What is the principle of immunofluorescence?

Immunofluorescence staining was first used in 1942 and has since remained a highly reliable and powerful technique for a wide range of research and diagnostics.

The principle of immunofluorescence is based on antigen-antibody binding using fluorescent detection. Various antigens such as proteins, glycans, and small biological and non-biological molecules are detected and visualized within cells or tissues using fluorophores. Fluorophores are compounds that emit light when exposed to a certain wavelength of light. Thus, various combinations of specific antibodies tagged with fluorophores allow the visualization of different types of molecules in any given tissue or cell suspension. Imaging of tissue sections is generally done with a fluorescent microscope or confocal microscope, depending on the biological question being addressed by this method.

Immunofluorescence is a simple and straightforward biological tool and therefore its applications in research and patient care are numerous.

What are the different types of immunofluorescence staining?

The detection of antigens by immunofluorescence can be done either by the direct or indirect method.

In the direct immunofluorescence method, the antibody is directly conjugated with a fluorophore and visualized after the conjugated antibody binds the antigen of interest. The direct immunofluorescence method is particularly useful for rapid diagnosis such as the detection of bacterial/viral infections, suspected autoimmune disease, and connective tissue disease.

Detection of antigens via indirect immunofluorescence method is a two-step process. The first step involves binding the primary antibody to the antigen of interest after which a secondary antibody conjugated to a fluorophore is used to detect the primary antibody. Thus, the indirect method allows for high sensitivity as several secondary antibodies can bind to a single primary antibody. The indirect immunofluorescence method is widely used in clinical settings to detect low-abundance proteins or circulating autoantibodies, for example, samples from patients with systemic lupus erythematosus who have increased levels of circulating anti-nuclear autoantibodies against both DNA and various proteins that bind to DNA.

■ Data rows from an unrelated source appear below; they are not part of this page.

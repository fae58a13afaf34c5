//! Cross-check the aggregation methods on a reference model
//!
//! Usage: cargo run --release --bin compare_methods
//!
//! Poisson(2) claim counts with unit exponential claims in a 10 xs 0.5
//! layer. Panjer recursion is the benchmark; the other methods report their
//! largest cdf gap against it.

use aggregate_loss::distributions::{Exponential, Poisson, Thinning};
use aggregate_loss::{
    AggregateDistribution, AggregationMethod, LossModel, LossModelConfig, PolicyLayer,
    RecordingSink, Severity,
};
use anyhow::Result;
use rayon::prelude::*;
use std::time::Instant;

/// Points at which the cdfs are compared
const CHECK_POINTS: usize = 200;

fn methods() -> Vec<(&'static str, AggregationMethod)> {
    vec![
        ("recursion", AggregationMethod::Recursion { normalize: false }),
        (
            "fft (tilted)",
            AggregationMethod::Fft {
                tilt: true,
                tilt_value: None,
                normalize: false,
            },
        ),
        (
            "fft",
            AggregationMethod::Fft {
                tilt: false,
                tilt_value: None,
                normalize: false,
            },
        ),
        (
            "monte carlo",
            AggregationMethod::MonteCarlo {
                n_sim: 200_000,
                random_state: 42,
            },
        ),
    ]
}

/// Largest absolute cdf difference over an even grid of `[0, upper]`
fn max_cdf_gap(a: &AggregateDistribution, b: &AggregateDistribution, upper: f64) -> f64 {
    (0..=CHECK_POINTS)
        .map(|i| upper * i as f64 / CHECK_POINTS as f64)
        .map(|x| (a.cdf_at(x) - b.cdf_at(x)).abs())
        .fold(0.0, f64::max)
}

fn main() -> Result<()> {
    env_logger::init();

    let severity = Exponential::new(1.0)?;
    let layer = PolicyLayer::new(0.5, 10.0)?;
    let frequency = Poisson::new(2.0)?.thinned(severity.survival(layer.deductible))?;

    println!("Reference model: Poisson(2) x Exponential(1), layer 10 xs 0.5");
    println!("Layer claim count mean: {:.6}\n", 2.0 * (-0.5f64).exp());

    let start = Instant::now();
    let results: Vec<(&str, AggregateDistribution, f64, usize)> = methods()
        .into_par_iter()
        .map(|(name, aggr_method)| {
            let config = LossModelConfig {
                aggr_method,
                n_aggr_dist_nodes: 1 << 12,
                n_sev_discr_nodes: 1 << 10,
                ..LossModelConfig::default()
            };
            let model = LossModel::new(frequency.clone(), severity.clone(), layer, config);
            let sink = RecordingSink::new();
            let started = Instant::now();
            let dist = model.aggregate(&sink)?;
            let elapsed = started.elapsed().as_secs_f64();
            Ok((name, dist, elapsed, sink.events().len()))
        })
        .collect::<aggregate_loss::Result<_>>()?;
    println!("All methods finished in {:?}\n", start.elapsed());

    let expected = LossModel::new(frequency, severity, layer, LossModelConfig::default())
        .expected_loss();
    let benchmark = &results[0].1;
    let upper = benchmark.ppf(0.9999);

    println!(
        "{:<14} {:>10} {:>10} {:>10} {:>12} {:>10} {:>9}",
        "method", "mean", "std", "skewness", "max cdf gap", "seconds", "warnings"
    );
    println!("{}", "-".repeat(81));
    for (name, dist, elapsed, warnings) in &results {
        println!(
            "{:<14} {:>10.6} {:>10.6} {:>10.6} {:>12.2e} {:>10.3} {:>9}",
            name,
            dist.mean(),
            dist.std(),
            dist.skewness(),
            max_cdf_gap(dist, benchmark, upper),
            elapsed,
            warnings
        );
    }
    println!("\nAnalytic expected loss: {:.6}", expected);

    Ok(())
}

The advantages of immunofluorescence

Immunofluorescent methods are a simple yet effective method for determining the presence of different biological molecules such as proteins, carbohydrates, and small molecules.  

There are several advantages to immunofluorescence compared to traditional immunohistochemistry. Immunofluorescence methods offer enhanced sensitivity by increasing the number of fluorophores per primary antibody molecule, allowing the generation of quantitative data. Furthermore, immunofluorescence methods have been developed that can simultaneously detect multiple epitopes (multiplexing). Currently, the use of immunofluorescence in routine diagnostic pathology is limited to in situ hybridization (ISH) to detect chromosomal abnormalities and to antibody-based investigation of specific immune and genetic diseases in dermatopathology and nephropathology. But the development of precision medicine guided targeted therapy, particularly immunotherapy, requires the identification of biomarkers that can predict therapy efficacy and signaling pathways that help understand cell behavior; therefore, multiplex immunofluorescence has become an essential tool for analysis.

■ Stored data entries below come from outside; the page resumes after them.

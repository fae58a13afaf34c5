//! Aggregate loss calculation
//!
//! Three interchangeable methods produce an [`AggregateDistribution`]:
//!
//! * [`fft`] convolves a discretized severity in the transform domain
//! * [`panjer_recursion`] runs the exact (a, b, 1) recursion
//! * [`mc_simulation`] samples the raw severity and frequency models
//!
//! The deterministic methods share the cumulative-sum, normalization, mass
//! and shortfall checks defined here.

mod distribution;
mod fft;
mod recursion;
mod simulation;

pub use distribution::AggregateDistribution;
pub use fft::{fft, FftParams};
pub use recursion::{panjer_recursion, RecursionParams};
pub use simulation::{mc_simulation, SimulationParams};

use serde::{Deserialize, Serialize};

use crate::config::CalculationConfig;
use crate::diagnostics::{Diagnostic, DiagnosticsSink};

/// Default number of simulated years
pub const DEFAULT_N_SIM: usize = 10_000;

fn default_tilt() -> bool {
    true
}

fn default_n_sim() -> usize {
    DEFAULT_N_SIM
}

/// Aggregation method with its method-specific settings
#[derive(Debug, Clone, Copy, PartialEq, Serialize, Deserialize)]
#[serde(tag = "method", rename_all = "snake_case")]
pub enum AggregationMethod {
    /// Transform-domain convolution
    Fft {
        /// Apply exponential tilting before the forward transform
        #[serde(default = "default_tilt")]
        tilt: bool,

        /// Tilting parameter. `20 / m` when not given
        #[serde(default)]
        tilt_value: Option<f64>,

        #[serde(default)]
        normalize: bool,
    },

    /// Panjer recursion
    Recursion {
        #[serde(default)]
        normalize: bool,
    },

    /// Monte Carlo simulation of the raw models
    MonteCarlo {
        #[serde(default = "default_n_sim")]
        n_sim: usize,

        #[serde(default)]
        random_state: u64,
    },
}

impl Default for AggregationMethod {
    fn default() -> Self {
        AggregationMethod::Fft {
            tilt: true,
            tilt_value: None,
            normalize: false,
        }
    }
}

impl AggregationMethod {
    pub fn name(&self) -> &'static str {
        match self {
            AggregationMethod::Fft { .. } => "fft",
            AggregationMethod::Recursion { .. } => "recursion",
            AggregationMethod::MonteCarlo { .. } => "mc",
        }
    }

    /// Whether the method consumes a discretized severity
    pub fn needs_discretization(&self) -> bool {
        !matches!(self, AggregationMethod::MonteCarlo { .. })
    }
}

/// Rescale a probability vector to unit total mass
pub(crate) fn normalize(pmf: &mut [f64]) {
    let total: f64 = pmf.iter().sum();
    if total > 0.0 {
        pmf.iter_mut().for_each(|p| *p /= total);
    }
}

/// Running sum of a probability vector, clipped at one
///
/// A NaN running total stays NaN.
pub(crate) fn cumulative(pmf: &[f64]) -> Vec<f64> {
    pmf.iter()
        .scan(0.0, |total, p| {
            *total += p;
            Some(if *total >= 1.0 { 1.0 } else { *total })
        })
        .collect()
}

/// Warn through the sink when a mass is non-finite or negative beyond the tolerance
pub(crate) fn check_masses(
    method: &'static str,
    pmf: &[f64],
    config: &CalculationConfig,
    sink: &dyn DiagnosticsSink,
) {
    let nonfinite = pmf.iter().filter(|p| !p.is_finite()).count();
    let negative = pmf
        .iter()
        .filter(|&&p| p < -config.prob_tolerance)
        .count();
    if nonfinite > 0 || negative > 0 {
        let min_mass = pmf
            .iter()
            .copied()
            .filter(|p| p.is_finite())
            .fold(f64::INFINITY, f64::min);
        sink.emit(Diagnostic::InvalidMass {
            method,
            nonfinite,
            negative,
            min_mass,
        });
    }
}

/// Warn through the sink when the last cumulative probability falls short of one
pub(crate) fn check_shortfall(
    method: &'static str,
    cdf: &[f64],
    config: &CalculationConfig,
    sink: &dyn DiagnosticsSink,
) {
    let last_cdf = cdf.last().copied().unwrap_or(0.0);
    let shortfall = 1.0 - last_cdf;
    if shortfall > config.prob_tolerance {
        sink.emit(Diagnostic::CdfShortfall {
            method,
            last_cdf,
            shortfall,
        });
    }
}
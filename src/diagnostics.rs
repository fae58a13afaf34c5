//! Diagnostics emitted during a calculation
//!
//! Approximation shortfalls are reported here instead of failing the
//! calculation. Callers choose where diagnostics go by passing a
//! [`DiagnosticsSink`]: [`LogSink`] forwards them to the `log` facade,
//! [`RecordingSink`] keeps them in memory, and any closure taking a
//! `&Diagnostic` works as a sink too.

use std::fmt;
use std::sync::Mutex;

/// A warning-level event raised by an aggregation method
#[derive(Debug, Clone, PartialEq)]
pub enum Diagnostic {
    /// The last cumulative probability fell short of 1 by more than the tolerance
    CdfShortfall {
        /// Aggregation method that produced the distribution
        method: &'static str,
        /// Last calculated cumulative probability
        last_cdf: f64,
        /// `1 - last_cdf`
        shortfall: f64,
    },

    /// Some probability masses are non-finite or negative beyond the tolerance,
    /// typically after excessive tilting
    InvalidMass {
        method: &'static str,
        /// Number of NaN or infinite masses
        nonfinite: usize,
        /// Number of masses below `-prob_tolerance`
        negative: usize,
        /// Smallest finite mass
        min_mass: f64,
    },
}

impl fmt::Display for Diagnostic {
    fn fmt(&self, f: &mut fmt::Formatter<'_>) -> fmt::Result {
        match self {
            Diagnostic::CdfShortfall { method, last_cdf, .. } => write!(
                f,
                "Failure to obtain a cumulative distribution function close to 1 ({}). \
                 Last calculated cumulative probability is {:.4}.",
                method, last_cdf
            ),
            Diagnostic::InvalidMass {
                method,
                nonfinite,
                negative,
                min_mass,
            } => write!(
                f,
                "Aggregate probability masses are not a valid distribution ({}): \
                 {} non-finite and {} negative masses, smallest {:.4e}.",
                method, nonfinite, negative, min_mass
            ),
        }
    }
}

/// Destination for calculation diagnostics
pub trait DiagnosticsSink: Send + Sync {
    fn emit(&self, diagnostic: Diagnostic);
}

/// Sink that logs every diagnostic at warn level
#[derive(Debug, Clone, Copy, Default)]
pub struct LogSink;

impl DiagnosticsSink for LogSink {
    fn emit(&self, diagnostic: Diagnostic) {
        log::warn!("{}", diagnostic);
    }
}

/// Sink that stores diagnostics so they can be inspected afterwards
#[derive(Debug, Default)]
pub struct RecordingSink {
    events: Mutex<Vec<Diagnostic>>,
}

impl RecordingSink {
    pub fn new() -> Self {
        Self::default()
    }

    /// Snapshot of the diagnostics recorded so far
    pub fn events(&self) -> Vec<Diagnostic> {
        match self.events.lock() {
            Ok(events) => events.clone(),
            Err(poisoned) => poisoned.into_inner().clone(),
        }
    }

    pub fn is_empty(&self) -> bool {
        self.events().is_empty()
    }
}

impl DiagnosticsSink for RecordingSink {
    fn emit(&self, diagnostic: Diagnostic) {
        match self.events.lock() {
            Ok(mut events) => events.push(diagnostic),
            Err(poisoned) => poisoned.into_inner().push(diagnostic),
        }
    }
}

impl<F> DiagnosticsSink for F
where
    F: Fn(&Diagnostic) + Send + Sync,
{
    fn emit(&self, diagnostic: Diagnostic) {
        self(&diagnostic)
    }
}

Multiplex immunofluorescence

Multiplex immunofluorescence technologies use fluorescence emission as a means of marker visualization with some combination of simultaneous and or cyclic sequential labeling and detection and include the use of haptens,  cyclic tyramide-based amplification, and oligonucleotide barcodes.

NanoSting’s GeoMx® Digital Spatial Profiler combines conventional fluorescence imaging with barcoded antibodies or in situ hybridization probes for doing high-throughput and high-plex profiling of both RNA and protein across various tissue sections, particularly FFPE tissue sections. The barcodes act as identifiers for spatial position and are counted using either the nCounter® Analysis System or next-generation sequencing (NGS).

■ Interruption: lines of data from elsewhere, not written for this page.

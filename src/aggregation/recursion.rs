//! Aggregate distribution by Panjer recursion
//!
//! For a frequency in the (a, b, 1) class the aggregate pmf satisfies
//!
//! ```text
//! g[j] = ((p1 - (a + b) p0) f[j] + Σ_{i=1..j} (a + b i / j) f[i] g[j - i]) / (1 - a f[0])
//! ```
//!
//! The correction term vanishes for the (a, b, 0) class. It enters every term
//! of the recursion rather than being applied to the finished vector afterwards,
//! which keeps the result exact for the whole (a, b, 1) class. The recursion is
//! strictly sequential, O(m²) in the number of nodes.

use super::{check_masses, check_shortfall, cumulative, normalize, AggregateDistribution};
use crate::config::CalculationConfig;
use crate::diagnostics::DiagnosticsSink;
use crate::distributions::{Frequency, PanjerCoefficients};
use crate::error::{LossModelError, Result};

/// Grid and numerical options of the recursion
#[derive(Debug, Clone, Copy, PartialEq)]
pub struct RecursionParams {
    pub n_aggr_dist_nodes: usize,
    pub discr_step: f64,
    pub normalize: bool,
}

/// Aggregate loss distribution of a discretized severity `fj` by Panjer recursion
///
/// Severity masses beyond the aggregate grid never enter the recursion.
pub fn panjer_recursion<F: Frequency + ?Sized>(
    frequency: &F,
    fj: &[f64],
    params: &RecursionParams,
    config: &CalculationConfig,
    sink: &dyn DiagnosticsSink,
) -> Result<AggregateDistribution> {
    let m = params.n_aggr_dist_nodes;
    if m == 0 {
        return Err(LossModelError::EmptyGrid("n_aggr_dist_nodes"));
    }
    if fj.is_empty() {
        return Err(LossModelError::EmptyGrid("severity masses"));
    }

    let PanjerCoefficients { a, b, p0, g0 } = frequency.panjer_coefficients(fj);
    let correction = frequency.pmf(1) - (a + b) * p0;
    let denominator = 1.0 - a * fj[0];
    log::debug!(
        "Panjer recursion: m={}, a={}, b={}, p0={}, g0={}",
        m,
        a,
        b,
        p0,
        g0
    );

    let mut g = vec![0.0; m];
    g[0] = g0;
    for j in 1..m {
        let jf = j as f64;
        let upper = j.min(fj.len() - 1);
        let convolution: f64 = (1..=upper)
            .map(|i| (a + b * i as f64 / jf) * fj[i] * g[j - i])
            .sum();
        let own = fj.get(j).copied().unwrap_or(0.0);
        g[j] = (correction * own + convolution) / denominator;
    }

    if params.normalize {
        normalize(&mut g);
    }

    check_masses("recursion", &g, config, sink);
    let cdf = cumulative(&g);
    check_shortfall("recursion", &cdf, config, sink);

    let nodes = (0..m).map(|i| params.discr_step * i as f64).collect();
    Ok(AggregateDistribution::new(cdf, nodes))
}
//! Calculation and loss model configuration

use serde::{Deserialize, Serialize};

use crate::aggregation::AggregationMethod;
use crate::discretization::DiscretizationMethod;

/// Default tolerance for the "close enough to 1" cumulative probability check
pub const PROB_TOLERANCE: f64 = 1e-6;

/// Default number of nodes of the aggregate loss distribution
pub const DEFAULT_AGGR_DIST_NODES: usize = 1 << 14;

/// Default number of nodes of the discretized severity
pub const DEFAULT_SEV_DISCR_NODES: usize = 1 << 12;

/// Numerical settings shared by every calculation
#[derive(Debug, Clone, Copy, PartialEq, Serialize, Deserialize)]
pub struct CalculationConfig {
    /// Largest acceptable shortfall of the final cumulative probability
    #[serde(default = "default_prob_tolerance")]
    pub prob_tolerance: f64,
}

fn default_prob_tolerance() -> f64 {
    PROB_TOLERANCE
}

impl Default for CalculationConfig {
    fn default() -> Self {
        Self {
            prob_tolerance: PROB_TOLERANCE,
        }
    }
}

impl CalculationConfig {
    pub fn with_tolerance(prob_tolerance: f64) -> Self {
        Self { prob_tolerance }
    }
}

/// Configuration for a [`crate::LossModel`]
#[derive(Debug, Clone, Serialize, Deserialize)]
pub struct LossModelConfig {
    /// Aggregation method and its parameters
    #[serde(default)]
    pub aggr_method: AggregationMethod,

    /// Severity discretization method (FFT and recursion only)
    #[serde(default)]
    pub sev_discr_method: DiscretizationMethod,

    /// Number of nodes of the aggregate loss distribution
    #[serde(default = "default_aggr_dist_nodes")]
    pub n_aggr_dist_nodes: usize,

    /// Number of nodes of the discretized severity
    #[serde(default = "default_sev_discr_nodes")]
    pub n_sev_discr_nodes: usize,

    /// Discretization step. Derived from the layer when not given
    #[serde(default)]
    pub sev_discr_step: Option<f64>,

    #[serde(default)]
    pub calculation: CalculationConfig,
}

fn default_aggr_dist_nodes() -> usize {
    DEFAULT_AGGR_DIST_NODES
}

fn default_sev_discr_nodes() -> usize {
    DEFAULT_SEV_DISCR_NODES
}

impl Default for LossModelConfig {
    fn default() -> Self {
        Self {
            aggr_method: AggregationMethod::default(),
            sev_discr_method: DiscretizationMethod::default(),
            n_aggr_dist_nodes: DEFAULT_AGGR_DIST_NODES,
            n_sev_discr_nodes: DEFAULT_SEV_DISCR_NODES,
            sev_discr_step: None,
            calculation: CalculationConfig::default(),
        }
    }
}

The more recently introduced single cell CosMx™ Spatial Molecular Imager compliments the GeoMx DSP and uses a combination of sensitive cyclic ISH chemistry and an ultra-high-resolution imaging readout to spatially profile proteins and RNA in tissue sections with single cell and subcellular resolution. Used together, the GeoMx DSP and CosMx SMI can provide insights for cell atlasing, tissue phenotyping, analysis of cell-cell interactions and celullar state, pathway analysis, and biomarker discovery and validation.